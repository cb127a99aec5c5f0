#[derive(Debug, Clone)]
pub struct VideoFrame {
    pub data: Vec<u8>, // Tightly packed RGBA
    pub width: u32,
    pub height: u32,
    pub timestamp: f64, // Presentation time in seconds
    pub frame_number: u64,
}

impl VideoFrame {
    pub fn size(&self) -> [usize; 2] {
        [self.width as usize, self.height as usize]
    }

    pub fn aspect_ratio(&self) -> f32 {
        if self.height == 0 {
            return 16.0 / 9.0;
        }
        self.width as f32 / self.height as f32
    }
}
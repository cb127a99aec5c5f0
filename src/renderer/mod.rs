pub mod engine;
#[cfg(feature = "gst")]
pub mod gst_engine;
pub mod preview;
pub mod session_bridge;
//! Error types for the player

use thiserror::Error;

/// Failures reported by the rendering engine through its error callback.
///
/// These are shown to the user as a notice. They never change playback
/// intent, and the user can retry by loading again.
#[derive(Error, Debug, Clone, PartialEq)]
pub enum EngineError {
    /// The resource could not be fetched or opened
    #[error("Network error: {0}")]
    Network(String),

    /// No decoder or demuxer handles the resource
    #[error("Unsupported format: {0}")]
    UnsupportedFormat(String),

    /// The stream was recognised but failed to decode
    #[error("Decode failed: {0}")]
    Decode(String),

    #[error("{0}")]
    Other(String),
}

/// Rejected user input. Callers drop it silently; the text field only flags it.
#[derive(Error, Debug, Clone, PartialEq, Eq)]
pub enum InputError {
    #[error("No URL entered")]
    Empty,

    #[error("Invalid URL '{input}': {reason}")]
    InvalidUrl { input: String, reason: String },

    #[error("Unsupported scheme '{0}'")]
    UnsupportedScheme(String),
}

#[derive(Error, Debug)]
pub enum ConfigError {
    #[error("Failed to read config: {0}")]
    Io(#[from] std::io::Error),

    #[error("Failed to parse config: {0}")]
    Parse(#[from] serde_json::Error),
}
//! Pure state transitions.
//!
//! Each function takes the current record and a payload and returns the next
//! record. None of them fail. Fractions and volume are clamped into [0, 1];
//! the playback rate is passed through because the engine owns its range.

use crate::types::media_source::MediaSource;
use crate::types::session_state::SessionState;

/// Clamps into [0, 1]. NaN collapses to 0 so it can never reach the record.
pub fn clamp_fraction(value: f64) -> f64 {
    if value.is_nan() {
        0.0
    } else {
        value.clamp(0.0, 1.0)
    }
}

pub fn initial() -> SessionState {
    SessionState::initial()
}

pub fn load(state: &SessionState, url: MediaSource) -> SessionState {
    SessionState {
        url: Some(url),
        played: 0.0,
        loaded: 0.0,
        pip: false,
        seeking: false,
        ..state.clone()
    }
}

pub fn toggle_play_pause(state: &SessionState) -> SessionState {
    SessionState {
        playing: !state.playing,
        ..state.clone()
    }
}

pub fn stop(state: &SessionState) -> SessionState {
    SessionState {
        url: None,
        playing: false,
        ..state.clone()
    }
}

/// Flips native controls. The live session is torn down and rebuilt around
/// the same url, so progress starts over.
pub fn toggle_controls(state: &SessionState) -> SessionState {
    SessionState {
        controls: !state.controls,
        played: 0.0,
        loaded: 0.0,
        ..state.clone()
    }
}

pub fn toggle_light(state: &SessionState) -> SessionState {
    SessionState {
        light: !state.light,
        ..state.clone()
    }
}

pub fn toggle_loop(state: &SessionState) -> SessionState {
    SessionState {
        looping: !state.looping,
        ..state.clone()
    }
}

pub fn toggle_muted(state: &SessionState) -> SessionState {
    SessionState {
        muted: !state.muted,
        ..state.clone()
    }
}

pub fn toggle_pip(state: &SessionState) -> SessionState {
    SessionState {
        pip: !state.pip,
        ..state.clone()
    }
}

pub fn set_volume(state: &SessionState, volume: f64) -> SessionState {
    SessionState {
        volume: clamp_fraction(volume),
        ..state.clone()
    }
}

pub fn set_playback_rate(state: &SessionState, rate: f64) -> SessionState {
    SessionState {
        playback_rate: rate,
        ..state.clone()
    }
}

pub fn begin_seek(state: &SessionState) -> SessionState {
    SessionState {
        seeking: true,
        ..state.clone()
    }
}

/// Moves `played` along with the drag. Ignored unless a seek is in progress.
pub fn update_seek_preview(state: &SessionState, fraction: f64) -> SessionState {
    if !state.seeking {
        return state.clone();
    }
    SessionState {
        played: clamp_fraction(fraction),
        ..state.clone()
    }
}

/// Ends the drag. `played` is left alone: the engine reports the new
/// position through its progress callback once the seek lands.
pub fn commit_seek(state: &SessionState) -> SessionState {
    SessionState {
        seeking: false,
        ..state.clone()
    }
}

/// Applies a progress report unless the user is dragging the seek bar.
pub fn on_engine_progress(state: &SessionState, played: f64, loaded: f64) -> SessionState {
    if state.seeking {
        return state.clone();
    }
    SessionState {
        played: clamp_fraction(played),
        loaded: clamp_fraction(loaded),
        ..state.clone()
    }
}

pub fn on_engine_duration(state: &SessionState, duration: f64) -> SessionState {
    let duration = if duration.is_nan() { 0.0 } else { duration.max(0.0) };
    SessionState {
        duration,
        ..state.clone()
    }
}

pub fn on_engine_ended(state: &SessionState) -> SessionState {
    SessionState {
        playing: state.looping,
        ..state.clone()
    }
}

pub fn on_engine_pip_change(state: &SessionState, enabled: bool) -> SessionState {
    SessionState {
        pip: enabled,
        ..state.clone()
    }
}

pub fn on_engine_play(state: &SessionState) -> SessionState {
    SessionState {
        playing: true,
        ..state.clone()
    }
}

pub fn on_engine_pause(state: &SessionState) -> SessionState {
    SessionState {
        playing: false,
        ..state.clone()
    }
}

pub fn on_engine_rate_changed(state: &SessionState, rate: f64) -> SessionState {
    SessionState {
        playback_rate: rate,
        ..state.clone()
    }
}

#[cfg(test)]
mod tests {
    use super::*;

    fn loaded_state() -> SessionState {
        let state = load(&initial(), MediaSource::single("https://example/a.m3u8"));
        on_engine_progress(&state, 0.4, 0.7)
    }

    #[test]
    fn test_set_volume_clamps() {
        for v in [-3.0, -0.0001, 0.0, 0.25, 0.8, 1.0, 1.5, 100.0] {
            let next = set_volume(&initial(), v);
            assert_eq!(next.volume, v.clamp(0.0, 1.0));
        }
        assert_eq!(set_volume(&initial(), f64::NAN).volume, 0.0);
        assert_eq!(set_volume(&initial(), f64::INFINITY).volume, 1.0);
    }

    #[test]
    fn test_progress_ignored_while_seeking() {
        let state = begin_seek(&loaded_state());
        let next = on_engine_progress(&state, 0.9, 0.95);
        assert_eq!(next.played, 0.4);
        assert_eq!(next.loaded, 0.7);
        assert!(next.seeking);
    }

    #[test]
    fn test_progress_clamped() {
        let next = on_engine_progress(&initial(), 1.2, -0.1);
        assert_eq!(next.played, 1.0);
        assert_eq!(next.loaded, 0.0);
    }

    #[test]
    fn test_toggle_controls_twice() {
        let state = loaded_state();
        let once = toggle_controls(&state);
        assert_eq!(once.controls, !state.controls);
        assert_eq!(once.url, state.url);
        assert_eq!((once.played, once.loaded), (0.0, 0.0));

        let progressed = on_engine_progress(&once, 0.3, 0.5);
        let twice = toggle_controls(&progressed);
        assert_eq!(twice.controls, state.controls);
        assert_eq!(twice.url, state.url);
        assert_eq!((twice.played, twice.loaded), (0.0, 0.0));
    }

    #[test]
    fn test_stop_then_load() {
        for playing in [true, false] {
            let state = SessionState {
                playing,
                pip: true,
                ..loaded_state()
            };
            let stopped = stop(&state);
            assert!(stopped.url.is_none());
            assert!(!stopped.playing);

            let reloaded = load(&stopped, MediaSource::single("https://example/b.mp4"));
            assert_eq!(reloaded.url, Some(MediaSource::single("https://example/b.mp4")));
            assert_eq!(reloaded.played, 0.0);
            assert_eq!(reloaded.loaded, 0.0);
            assert!(!reloaded.pip);
            // load never touches play intent; stop already cleared it
            assert_eq!(reloaded.playing, stopped.playing);
        }
    }

    #[test]
    fn test_load_keeps_play_intent() {
        let paused = SessionState {
            playing: false,
            ..initial()
        };
        assert!(!load(&paused, "a.mp4".into()).playing);
        assert!(load(&initial(), "a.mp4".into()).playing);
    }

    #[test]
    fn test_ended_follows_loop() {
        let looping = SessionState {
            looping: true,
            playing: false,
            ..initial()
        };
        assert!(on_engine_ended(&looping).playing);

        let once = SessionState {
            looping: false,
            playing: true,
            ..initial()
        };
        assert!(!on_engine_ended(&once).playing);
    }

    #[test]
    fn test_seek_preview_requires_seeking() {
        let state = loaded_state();
        assert_eq!(update_seek_preview(&state, 0.9).played, 0.4);

        let dragging = begin_seek(&state);
        assert_eq!(update_seek_preview(&dragging, 0.9).played, 0.9);
        assert_eq!(update_seek_preview(&dragging, 7.0).played, 1.0);
    }

    #[test]
    fn test_commit_seek_leaves_played() {
        let dragging = update_seek_preview(&begin_seek(&loaded_state()), 0.2);
        let committed = commit_seek(&dragging);
        assert!(!committed.seeking);
        assert_eq!(committed.played, 0.2);
    }

    #[test]
    fn test_toggles_touch_one_field() {
        let state = loaded_state();
        assert_eq!(
            toggle_light(&state),
            SessionState {
                light: true,
                ..state.clone()
            }
        );
        assert_eq!(
            toggle_loop(&state),
            SessionState {
                looping: true,
                ..state.clone()
            }
        );
        assert_eq!(
            toggle_muted(&state),
            SessionState {
                muted: true,
                ..state.clone()
            }
        );
        assert_eq!(
            toggle_pip(&state),
            SessionState {
                pip: true,
                ..state.clone()
            }
        );
        assert_eq!(toggle_play_pause(&toggle_play_pause(&state)), state);
    }

    #[test]
    fn test_duration_never_negative() {
        assert_eq!(on_engine_duration(&initial(), -5.0).duration, 0.0);
        assert_eq!(on_engine_duration(&initial(), f64::NAN).duration, 0.0);
        assert_eq!(on_engine_duration(&initial(), 3725.0).duration, 3725.0);
    }

    #[test]
    fn test_rate_passed_through() {
        assert_eq!(set_playback_rate(&initial(), 16.0).playback_rate, 16.0);
        assert_eq!(on_engine_rate_changed(&initial(), 0.5).playback_rate, 0.5);
    }

    #[test]
    fn test_engine_pip_and_play_reports() {
        let state = toggle_pip(&loaded_state());
        assert!(!on_engine_pip_change(&state, false).pip);
        assert!(!on_engine_pause(&state).playing);
        assert!(on_engine_play(&on_engine_pause(&state)).playing);
    }

    #[test]
    fn test_load_during_drag_ends_seek() {
        let dragging = update_seek_preview(&begin_seek(&loaded_state()), 0.4);
        assert!(dragging.seeking);
        let reloaded = load(&dragging, MediaSource::single("https://example/b.mp4"));
        assert!(!reloaded.seeking);
        assert_eq!(reloaded.played, 0.0);

        // progress flows again straight away
        let progressed = on_engine_progress(&reloaded, 0.1, 0.2);
        assert_eq!(progressed.played, 0.1);
    }
}
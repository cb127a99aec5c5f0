//! Metadata for the light-mode preview card.

use std::num::NonZeroUsize;

use lru::LruCache;

#[derive(Debug, Clone, PartialEq)]
pub struct PreviewInfo {
    pub title: Option<String>,
    pub duration: Option<f64>,
    pub has_video: bool,
    pub resolution: Option<(u32, u32)>,
}

#[derive(Debug, Clone, PartialEq)]
pub enum ProbeStatus {
    Pending,
    Ready(PreviewInfo),
    Failed(String),
}

/// Probe results keyed by locator, bounded to the most recently used entries.
pub struct ProbeCache {
    entries: LruCache<String, ProbeStatus>,
}

impl ProbeCache {
    pub fn new(capacity: usize) -> Self {
        let capacity = NonZeroUsize::new(capacity).unwrap_or(NonZeroUsize::MIN);
        Self {
            entries: LruCache::new(capacity),
        }
    }

    pub fn get(&mut self, locator: &str) -> Option<&ProbeStatus> {
        self.entries.get(locator)
    }

    /// Marks a locator as being probed. Returns false if it is already known,
    /// in which case no new probe should start.
    pub fn begin(&mut self, locator: &str) -> bool {
        if self.entries.contains(locator) {
            return false;
        }
        self.entries.put(locator.to_string(), ProbeStatus::Pending);
        true
    }

    pub fn complete(&mut self, locator: String, result: Result<PreviewInfo, String>) {
        let status = match result {
            Ok(info) => ProbeStatus::Ready(info),
            Err(reason) => ProbeStatus::Failed(reason),
        };
        self.entries.put(locator, status);
    }

    #[cfg(test)]
    fn len(&self) -> usize {
        self.entries.len()
    }

    #[cfg(test)]
    fn is_empty(&self) -> bool {
        self.entries.is_empty()
    }
}

#[cfg(feature = "gst")]
pub use prober::PreviewProber;

#[cfg(feature = "gst")]
mod prober {
    use std::sync::mpsc::{Receiver, Sender, channel};
    use std::time::Duration;

    use gstreamer as gst;
    use gstreamer_pbutils as gst_pbutils;

    use super::{PreviewInfo, ProbeCache, ProbeStatus};

    type ProbeResult = (String, Result<PreviewInfo, String>);

    /// Probes locators on background threads with the GStreamer discoverer so
    /// the UI never blocks on a slow network resource.
    pub struct PreviewProber {
        cache: ProbeCache,
        timeout: Duration,
        results_tx: Sender<ProbeResult>,
        results_rx: Receiver<ProbeResult>,
    }

    impl PreviewProber {
        pub fn new(capacity: usize, timeout: Duration) -> Self {
            let (results_tx, results_rx) = channel();
            Self {
                cache: ProbeCache::new(capacity),
                timeout,
                results_tx,
                results_rx,
            }
        }

        /// Current status for a locator, starting a probe on first request.
        pub fn status(&mut self, locator: &str) -> Option<&ProbeStatus> {
            self.collect();
            if self.cache.begin(locator) {
                self.spawn_probe(locator.to_string());
            }
            self.cache.get(locator)
        }

        fn collect(&mut self) {
            while let Ok((locator, result)) = self.results_rx.try_recv() {
                self.cache.complete(locator, result);
            }
        }

        fn spawn_probe(&self, locator: String) {
            let tx = self.results_tx.clone();
            let timeout = self.timeout;
            std::thread::spawn(move || {
                let result = discover(&locator, timeout);
                if let Err(reason) = &result {
                    tracing::warn!(%locator, %reason, "Preview probe failed");
                }
                // The receiver is gone when the window closed mid-probe.
                let _ = tx.send((locator, result));
            });
        }
    }

    fn discover(locator: &str, timeout: Duration) -> Result<PreviewInfo, String> {
        gst::init().map_err(|e| e.to_string())?;
        let discoverer =
            gst_pbutils::Discoverer::new(gst::ClockTime::from_nseconds(timeout.as_nanos() as u64))
                .map_err(|e| e.to_string())?;
        let info = discoverer.discover_uri(locator).map_err(|e| e.to_string())?;

        let video = info.video_streams();
        let resolution = video.first().map(|stream| (stream.width(), stream.height()));
        let title = info
            .tags()
            .and_then(|tags| tags.get::<gst::tags::Title>().map(|t| t.get().to_string()));
        let duration = info
            .duration()
            .map(|d| d.nseconds() as f64 / 1_000_000_000.0);

        tracing::debug!(%locator, ?duration, ?resolution, "Probed preview");
        Ok(PreviewInfo {
            title,
            duration,
            has_video: !video.is_empty(),
            resolution,
        })
    }
}
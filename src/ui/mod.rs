pub mod app;
pub mod controls;
pub mod state_table;
pub mod url_bar;
pub mod video_player;
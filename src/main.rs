use std::time::Duration;

use playdeck::config::PlayerConfig;
use playdeck::renderer::gst_engine::GstEngine;
use playdeck::ui::app::PlayerApp;
use tracing_subscriber::{layer::SubscriberExt, util::SubscriberInitExt};

fn main() -> eframe::Result<()> {
    tracing_subscriber::registry()
        .with(
            tracing_subscriber::EnvFilter::try_from_default_env()
                .unwrap_or_else(|_| "playdeck=debug".into()),
        )
        .with(tracing_subscriber::fmt::layer())
        .init();

    let config = PlayerConfig::load_or_default();
    tracing::info!(?config, "Starting playdeck");

    let engine = match GstEngine::new(Duration::from_millis(config.progress_interval_ms)) {
        Ok(engine) => engine,
        Err(e) => {
            tracing::error!(error = %e, "Could not start the playback engine");
            std::process::exit(1);
        }
    };
    let app = PlayerApp::new(engine, &config);

    let native_options = eframe::NativeOptions {
        viewport: eframe::egui::ViewportBuilder::default()
            .with_title(config.window_title.clone())
            .with_inner_size([1100.0, 720.0]),
        ..Default::default()
    };
    eframe::run_native(
        &config.window_title,
        native_options,
        Box::new(|_cc| Ok(Box::new(app))),
    )
}
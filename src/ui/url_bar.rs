use eframe::egui;

use crate::error::InputError;
use crate::ops::reducer::UserAction;
use crate::ops::source_input::{parse_source, path_to_file_uri};

const MEDIA_FILTER: &[&str] = &[
    "mp4", "mov", "mkv", "webm", "ogv", "m4v", "avi", "mp3", "wav", "ogg", "flac", "m4a", "opus",
    "aac",
];

/// Free-text source entry. Typing does nothing until the user confirms with
/// Enter or the Load button.
pub struct UrlBar {
    input: String,
    error: Option<InputError>,
}

impl UrlBar {
    pub fn new(initial: impl Into<String>) -> Self {
        Self {
            input: initial.into(),
            error: None,
        }
    }

    pub fn show(&mut self, ui: &mut egui::Ui) -> Option<UserAction> {
        let mut action = None;

        ui.horizontal(|ui| {
            let field = ui.add(
                egui::TextEdit::singleline(&mut self.input)
                    .hint_text("Enter URL or absolute path")
                    .desired_width(320.0),
            );
            if field.changed() {
                self.error = None;
            }
            let submitted = field.lost_focus() && ui.input(|i| i.key_pressed(egui::Key::Enter));

            if ui.button("Load").clicked() || submitted {
                action = self.confirm();
            }

            if ui.button("Open file").clicked() {
                if let Some(path) = rfd::FileDialog::new()
                    .add_filter("Media", MEDIA_FILTER)
                    .pick_file()
                {
                    if let Some(uri) = path_to_file_uri(&path) {
                        self.input = uri;
                        action = self.confirm();
                    }
                }
            }
        });

        if let Some(error) = &self.error {
            let color = ui.visuals().error_fg_color;
            ui.colored_label(color, error.to_string());
        }

        action
    }

    fn confirm(&mut self) -> Option<UserAction> {
        match parse_source(&self.input) {
            Ok(source) => {
                self.error = None;
                Some(UserAction::Load(source))
            }
            Err(e) => {
                tracing::warn!(input = %self.input, error = %e, "Ignoring URL input");
                self.error = Some(e);
                None
            }
        }
    }
}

→ WHAT TO WORK ON
Each line of the records, from the opening one through the line holding "never change playback", should be restated word for word, with nothing else in the answer.

→ COMPLETED EXERCISE
repository cb127a99aec5c5f0
#[derive(Debug, Clone)]
pub struct VideoFrame {
    pub data: Vec<u8>, // Tightly packed RGBA
    pub width: u32,
    pub height: u32,
    pub timestamp: f64, // Presentation time in seconds
    pub frame_number: u64,
}

impl VideoFrame {
    pub fn size(&self) -> [usize; 2] {
        [self.width as usize, self.height as usize]
    }

    pub fn aspect_ratio(&self) -> f32 {
        if self.height == 0 {
            return 16.0 / 9.0;
        }
        self.width as f32 / self.height as f32
    }
}
repository cb127a99aec5c5f0
filename src/renderer/mod.rs
pub mod engine;
#[cfg(feature = "gst")]
pub mod gst_engine;
pub mod preview;
pub mod session_bridge;
//! Error types for the player

use thiserror::Error;

/// Failures reported by the rendering engine through its error callback.
///
/// These are shown to the user as a notice. They never change playback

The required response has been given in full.